乳がんについて

2013年11月15日号
土浦市医師会 淀縄聡(淀縄医院)

 現在日本人女性の15人に1人が乳がんになるといわれています(年間5万人)がその数は年々増加しています。乳がんの発生にはエストロゲンが重要で、体内のエストロゲンレベルが高いこと(初経年齢が早い・閉経年齢が遅い・出産歴がないなど)がリスク要因となります。また、環境要因(飲酒・肥満)も重要で、女優アンジェリーナ・ジョリーさんで有名になった遺伝性乳がんは10%程度です。
 乳がんの主な症状は、硬く触れるしこりや乳頭からの血性分泌ですが、初期の乳がんの多くは小さなしこりか無症状です。診断には乳房X線(マンモグラフィー)や超音波(エコー)を行い、がんを疑う場合は針を刺して細胞・組織を採取し病理診断を行います。乳がんの治療は手術・放射線・ホルモン療法(エストロゲンを抑える)・化学療法(抗がん剤)・分子標的療法を組み合わせて行います。例えばホルモン感受性のある早期がんの場合、乳房温存手術と術後放射線治療1か月半、ホルモン療法5年間をやります。
 最近では新しい薬剤の開発により進行や再発の場合でも治療成績の改善が期待されています。乳がんの死亡数は年間1万人以上で増え続けていましたが、2012年に初めて前年を下回りました。早期がんは90%以上完治し、進行がんでも他のがんと比較して成績は比較的良好です。
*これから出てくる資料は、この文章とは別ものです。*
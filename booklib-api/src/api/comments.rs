//! Comment API handlers
//!
//! Comments are nested under their book. Update and delete are scoped to
//! the authoring user; the caller-supplied user id stands in for the
//! authenticated identity the fronting deployment provides.

use axum::{
    extract::{Path, State},
    http::StatusCode,
    routing::get,
    Json, Router,
};
use serde::{Deserialize, Serialize};
use uuid::Uuid;

use crate::db::{books, comments};
use crate::error::{ApiError, ApiResult};
use crate::AppState;

#[derive(Debug, Serialize)]
pub struct CommentResponse {
    pub id: Uuid,
    pub user_id: Uuid,
    pub content: String,
}

#[derive(Debug, Deserialize)]
pub struct AddCommentRequest {
    pub user_id: Uuid,
    pub content: String,
}

#[derive(Debug, Deserialize)]
pub struct EditCommentRequest {
    pub user_id: Uuid,
    pub content: String,
}

/// GET /books/:id/comments
pub async fn list_comments(
    State(state): State<AppState>,
    Path(book_id): Path<Uuid>,
) -> ApiResult<Json<Vec<CommentResponse>>> {
    let rows = comments::comments_for_book(&state.db, book_id).await?;
    Ok(Json(
        rows.into_iter()
            .map(|c| CommentResponse {
                id: c.guid,
                user_id: c.user_id,
                content: c.content,
            })
            .collect(),
    ))
}

/// POST /books/:id/comments
pub async fn add_comment(
    State(state): State<AppState>,
    Path(book_id): Path<Uuid>,
    Json(request): Json<AddCommentRequest>,
) -> ApiResult<(StatusCode, Json<CommentResponse>)> {
    if request.content.trim().is_empty() {
        return Err(ApiError::BadRequest("content is required".to_string()));
    }

    books::load_book(&state.db, book_id)
        .await?
        .ok_or_else(|| ApiError::NotFound(format!("book {}", book_id)))?;

    let comment = comments::Comment::new(book_id, request.user_id, request.content);
    comments::insert_comment(&state.db, &comment).await?;

    Ok((
        StatusCode::CREATED,
        Json(CommentResponse {
            id: comment.guid,
            user_id: comment.user_id,
            content: comment.content,
        }),
    ))
}

/// PUT /books/:id/comments/:comment_id
pub async fn update_comment(
    State(state): State<AppState>,
    Path((book_id, comment_id)): Path<(Uuid, Uuid)>,
    Json(request): Json<EditCommentRequest>,
) -> ApiResult<Json<CommentResponse>> {
    if request.content.trim().is_empty() {
        return Err(ApiError::BadRequest("content is required".to_string()));
    }

    let comment = comments::find_for_update(&state.db, comment_id, book_id, request.user_id)
        .await?
        .ok_or_else(|| ApiError::NotFound(format!("comment {}", comment_id)))?;

    comments::update_content(&state.db, comment.guid, &request.content).await?;

    Ok(Json(CommentResponse {
        id: comment.guid,
        user_id: comment.user_id,
        content: request.content,
    }))
}

/// DELETE /books/:id/comments/:comment_id
pub async fn delete_comment(
    State(state): State<AppState>,
    Path((book_id, comment_id)): Path<(Uuid, Uuid)>,
    Json(request): Json<UserScope>,
) -> ApiResult<Json<super::StatusResponse>> {
    let comment = comments::find_for_update(&state.db, comment_id, book_id, request.user_id)
        .await?
        .ok_or_else(|| ApiError::NotFound(format!("comment {}", comment_id)))?;

    comments::delete_comment(&state.db, comment.guid).await?;

    Ok(Json(super::StatusResponse { status: "deleted" }))
}

/// Caller identity for scoped mutations
#[derive(Debug, Deserialize)]
pub struct UserScope {
    pub user_id: Uuid,
}

/// Build comment routes
pub fn comment_routes() -> Router<AppState> {
    Router::new()
        .route(
            "/books/:id/comments",
            get(list_comments).post(add_comment),
        )
        .route(
            "/books/:id/comments/:comment_id",
            axum::routing::put(update_comment).delete(delete_comment),
        )
}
また乳房を全摘した後に再建を行う患者さんが増えQOL向上にも寄与しています。ただし10年以上たっても再発することもあり長期間の経過観察が必要です。
 最後に・・・乳がんを早期発見するために
①若いうちから(20歳以上)自己触診をしましょう。しこりがみつかったら怖がらずに医療機関にかかって下さい(しこりの90%は良性です)。

②無症状でも30歳を過ぎたら検診(市町村または医療機関)を受けましょう。乳がん検診で見つかる乳がんの80%以上は早期がんですが、日本人の乳がん検診受診率は30%未満と先進国と比べてまだかなり低いです。50%以上を目指しましょう!